Struggling In Recovery
I have been noticing quite a few people in long-term recovery relapsing lately and it has me concerned. People relapse on substances in early recovery, within the first year, due to the fact that overwhelming stress leads to uncontrollable urges. These urges lead to irrational thoughts about the ‘relief’ substances give.
But why do people relapse after the year mark? There are and will be a lot of opinions on this blog. Some people will say, “I stopped working on a program.”, “I quit going to meetings”, “I failed to maintain my spiritual condition”. These might have some validity. I’m going to challenge those of us in recovery.
I have been sober and abstinent from illicit drugs and alcohol for nearly 10 years. I have continued to struggle with other obsessive and compulsive behaviors that have caused problems in my life. About 4 years ago I was diagnosed with ADHD and the doctors said I probably have had it my whole life. I have struggled with anxiety and depression throughout the last 10 years too (probably had anxiety and depression my whole life). Within the last 2 years, I have struggled with suicidality (mostly as a coping skill I developed to allow myself the opportunity to ‘run’ or ‘leave’ stressful situations). Growing up I experienced a lot of emotional abuse and I was sexually abused when I was 6.
All of these things together ultimately led to my maladaptive coping skills which consisted of using drugs and alcohol. I am still obsessive and have compulsive behaviors beyond substance use. The fellowship of 12-step recovery and the 12-steps were a good beginning for me. It showed me how connectivity and accountability lead to long term recovery (I stole that line from friend and interventionist, Matt Noel). I got some relief that allowed me to stay sober for a couple of years.

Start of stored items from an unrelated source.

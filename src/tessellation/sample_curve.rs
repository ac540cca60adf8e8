use crate::error::Result;
use crate::geometry::curve::Curve;

use super::{Polyline, SamplingParams};

/// Samples a curve at uniform parameter steps into a polyline.
///
/// Produces `steps + 1` points at `t = i / steps` for `i` in `0..=steps`,
/// covering the closed domain `[0, 1]`.
pub struct SampleCurve<'a, C: Curve> {
    curve: &'a C,
    params: SamplingParams,
}

impl<'a, C: Curve> SampleCurve<'a, C> {
    /// Creates a new `SampleCurve` operation.
    #[must_use]
    pub fn new(curve: &'a C, params: SamplingParams) -> Self {
        Self { curve, params }
    }

    /// Executes the sampling, returning a polyline.
    ///
    /// # Errors
    ///
    /// Returns `TessellationError::InvalidParameters` if the step count is zero.
    pub fn execute(&self) -> Result<Polyline> {
        self.params.validate()?;
        let steps = self.params.steps;
        let n = f64::from(steps);

        let points = (0..=steps)
            .map(|i| self.curve.evaluate(f64::from(i) / n))
            .collect();
        Ok(Polyline { points })
    }
}
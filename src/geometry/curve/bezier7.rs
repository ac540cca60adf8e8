use crate::math::{Point2, Vector2};

use super::Curve;

/// Binomial coefficients `C(7, i)`.
const BINOMIAL_7: [f64; 8] = [1.0, 7.0, 21.0, 35.0, 35.0, 21.0, 7.0, 1.0];

/// A degree-7 Bezier curve defined by 8 control points.
///
/// The parametric form is the Bernstein sum
/// `B(t) = Σ C(7,i) (1-t)^(7-i) t^i P_i` for `i` in `0..=7`.
/// The curve passes through `P0` at `t = 0` and `P7` at `t = 1`.
#[derive(Debug, Clone, PartialEq)]
pub struct Bezier7 {
    points: [Point2; 8],
}

impl Bezier7 {
    /// Creates a curve from all 8 control points.
    #[must_use]
    pub fn new(points: [Point2; 8]) -> Self {
        Self { points }
    }

    /// Creates a curve from two fixed endpoints and six interior control points.
    #[must_use]
    pub fn from_parts(start: Point2, interior: &[Point2; 6], end: Point2) -> Self {
        let mut points = [start; 8];
        points[1..7].copy_from_slice(interior);
        points[7] = end;
        Self { points }
    }

    /// Returns the control points in order.
    #[must_use]
    pub fn control_points(&self) -> &[Point2; 8] {
        &self.points
    }

    /// Returns the first control point.
    #[must_use]
    pub fn start(&self) -> &Point2 {
        &self.points[0]
    }

    /// Returns the last control point.
    #[must_use]
    pub fn end(&self) -> &Point2 {
        &self.points[7]
    }
}

/// Returns `[1, x, x², …, x^(N-1)]`.
///
/// Built by repeated multiplication so that `x = 0` yields exact zeros
/// past the first entry.
fn powers<const N: usize>(x: f64) -> [f64; N] {
    let mut out = [1.0; N];
    for k in 1..N {
        out[k] = out[k - 1] * x;
    }
    out
}

impl Curve for Bezier7 {
    fn evaluate(&self, t: f64) -> Point2 {
        let t_pow = powers::<8>(t);
        let s_pow = powers::<8>(1.0 - t);

        let mut acc = Vector2::zeros();
        for (i, p) in self.points.iter().enumerate() {
            let basis = BINOMIAL_7[i] * s_pow[7 - i] * t_pow[i];
            acc += p.coords * basis;
        }
        Point2::from(acc)
    }
}
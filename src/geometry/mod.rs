pub mod control_points;
pub mod curve;

pub use control_points::{ControlPointSet, INTERIOR_POINT_COUNT};
pub use curve::{Bezier7, Curve};
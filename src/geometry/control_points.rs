use crate::error::{GeometryError, RopeError};
use crate::math::projection_2d::adjust_point;
use crate::math::Point2;

/// Number of free interior control points of a rope curve.
pub const INTERIOR_POINT_COUNT: usize = 6;

/// The six interior control points of a degree-7 rope curve.
///
/// Index `i` drives Bernstein term `i + 1`; the two fixed endpoints are
/// held separately. The set is read-only input: adjusting it derives a
/// new set.
#[derive(Debug, Clone, Copy, PartialEq)]
pub struct ControlPointSet {
    points: [Point2; INTERIOR_POINT_COUNT],
}

impl ControlPointSet {
    /// Creates a set from exactly six points.
    #[must_use]
    pub fn new(points: [Point2; INTERIOR_POINT_COUNT]) -> Self {
        Self { points }
    }

    /// Returns the points in order.
    #[must_use]
    pub fn points(&self) -> &[Point2; INTERIOR_POINT_COUNT] {
        &self.points
    }

    /// Returns a new set with every point's perpendicular offset from the
    /// line `start → end` scaled by `lambda`.
    #[must_use]
    pub fn adjusted(&self, start: &Point2, end: &Point2, lambda: f64) -> Self {
        Self {
            points: self.points.map(|p| adjust_point(&p, start, end, lambda)),
        }
    }

    /// Interpolates each coordinate linearly between `self` (`f = 0`) and
    /// `other` (`f = 1`).
    #[must_use]
    pub fn lerp(&self, other: &Self, f: f64) -> Self {
        let mut points = self.points;
        for (p, q) in points.iter_mut().zip(other.points.iter()) {
            *p += (*q - *p) * f;
        }
        Self { points }
    }
}

impl TryFrom<&[Point2]> for ControlPointSet {
    type Error = RopeError;

    fn try_from(points: &[Point2]) -> Result<Self, Self::Error> {
        let array: [Point2; INTERIOR_POINT_COUNT] =
            points.try_into().map_err(|_| GeometryError::ControlPointCount {
                expected: INTERIOR_POINT_COUNT,
                actual: points.len(),
            })?;
        Ok(Self { points: array })
    }
}

impl From<[Point2; INTERIOR_POINT_COUNT]> for ControlPointSet {
    fn from(points: [Point2; INTERIOR_POINT_COUNT]) -> Self {
        Self::new(points)
    }
}

#[cfg(test)]
#[allow(clippy::unwrap_used)]
mod tests {
    use super::*;
    use approx::assert_abs_diff_eq;

    const TOL: f64 = 1e-10;

    fn sample_points() -> Vec<Point2> {
        vec![
            Point2::new(10.0, 20.0),
            Point2::new(40.0, 70.0),
            Point2::new(60.0, 10.0),
            Point2::new(110.0, 90.0),
            Point2::new(150.0, 30.0),
            Point2::new(190.0, 50.0),
        ]
    }

    #[test]
    fn try_from_six_points() {
        let pts = sample_points();
        let set = ControlPointSet::try_from(pts.as_slice()).unwrap();
        assert_eq!(set.points().as_slice(), pts.as_slice());
    }

    #[test]
    fn try_from_rejects_wrong_counts() {
        let pts = sample_points();
        for n in [0, 5] {
            let err = ControlPointSet::try_from(&pts[..n]).unwrap_err();
            assert!(matches!(
                err,
                RopeError::Geometry(GeometryError::ControlPointCount { expected: 6, actual }) if actual == n
            ));
        }

        let mut seven = pts.clone();
        seven.push(Point2::new(0.0, 0.0));
        let err = ControlPointSet::try_from(seven.as_slice()).unwrap_err();
        assert_eq!(err.to_string(), "expected 6 control points, got 7");
    }

    #[test]
    fn adjusted_leaves_original_untouched() {
        let set = ControlPointSet::try_from(sample_points().as_slice()).unwrap();
        let start = Point2::new(0.0, 50.0);
        let end = Point2::new(200.0, 50.0);
        let adjusted = set.adjusted(&start, &end, 2.0);

        assert_eq!(set.points()[0], Point2::new(10.0, 20.0));
        assert_abs_diff_eq!(adjusted.points()[0].x, 10.0, epsilon = TOL);
        assert_abs_diff_eq!(adjusted.points()[0].y, -10.0, epsilon = TOL);
        assert_abs_diff_eq!(adjusted.points()[3].y, 130.0, epsilon = TOL);
    }

    #[test]
    fn adjusted_identity_at_one() {
        let set = ControlPointSet::try_from(sample_points().as_slice()).unwrap();
        let adjusted = set.adjusted(&Point2::new(-5.0, 3.0), &Point2::new(210.0, 80.0), 1.0);
        for (a, b) in set.points().iter().zip(adjusted.points().iter()) {
            assert_abs_diff_eq!(a.x, b.x, epsilon = 1e-9);
            assert_abs_diff_eq!(a.y, b.y, epsilon = 1e-9);
        }
    }

    #[test]
    fn lerp_endpoints_and_midpoint() {
        let a = ControlPointSet::new([Point2::new(0.0, 0.0); 6]);
        let b = ControlPointSet::try_from(sample_points().as_slice()).unwrap();

        assert_eq!(a.lerp(&b, 0.0), a);
        let end = a.lerp(&b, 1.0);
        for (p, q) in end.points().iter().zip(b.points().iter()) {
            assert_abs_diff_eq!(p.x, q.x, epsilon = TOL);
            assert_abs_diff_eq!(p.y, q.y, epsilon = TOL);
        }

        let mid = a.lerp(&b, 0.5);
        assert_abs_diff_eq!(mid.points()[3].x, 55.0, epsilon = TOL);
        assert_abs_diff_eq!(mid.points()[3].y, 45.0, epsilon = TOL);
    }
}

For me, deeper work had to be done. I had to address the trauma, grief, and mental illness that had led to substance use. I’ve tried medications, therapy, involvement with the Mankind Project, meditation, helping others, and a whole slew of things.
I am beginning to touch the wounds that gave me the gift of addiction and recovery. I am healing and it has taken me 10 years to get here and will probably continue this soul work for the rest of my life. Here is my point, if you’re in recovery you have what I have. The majority of us have experienced traumatic events and situations (i.e. growing up in an alcoholic home, experiencing a divorce any kind of emotional, physical, or sexual abuse—to name a few types of trauma). Sometimes we need “outside help” that the program can not give us. Hell, Bill Wilson, founder of AA, had debilitating depression that required treatments and medication (Bill also compulsively smoked cigarettes that ultimately killed him).
Please get help and support beyond your recovery circles. It’s not a sign of weakness or that the program isn’t working. I am open to a free consultation with you if you are in recovery. I want to see you happy and to live a life with meaning and purpose. I hope this helps.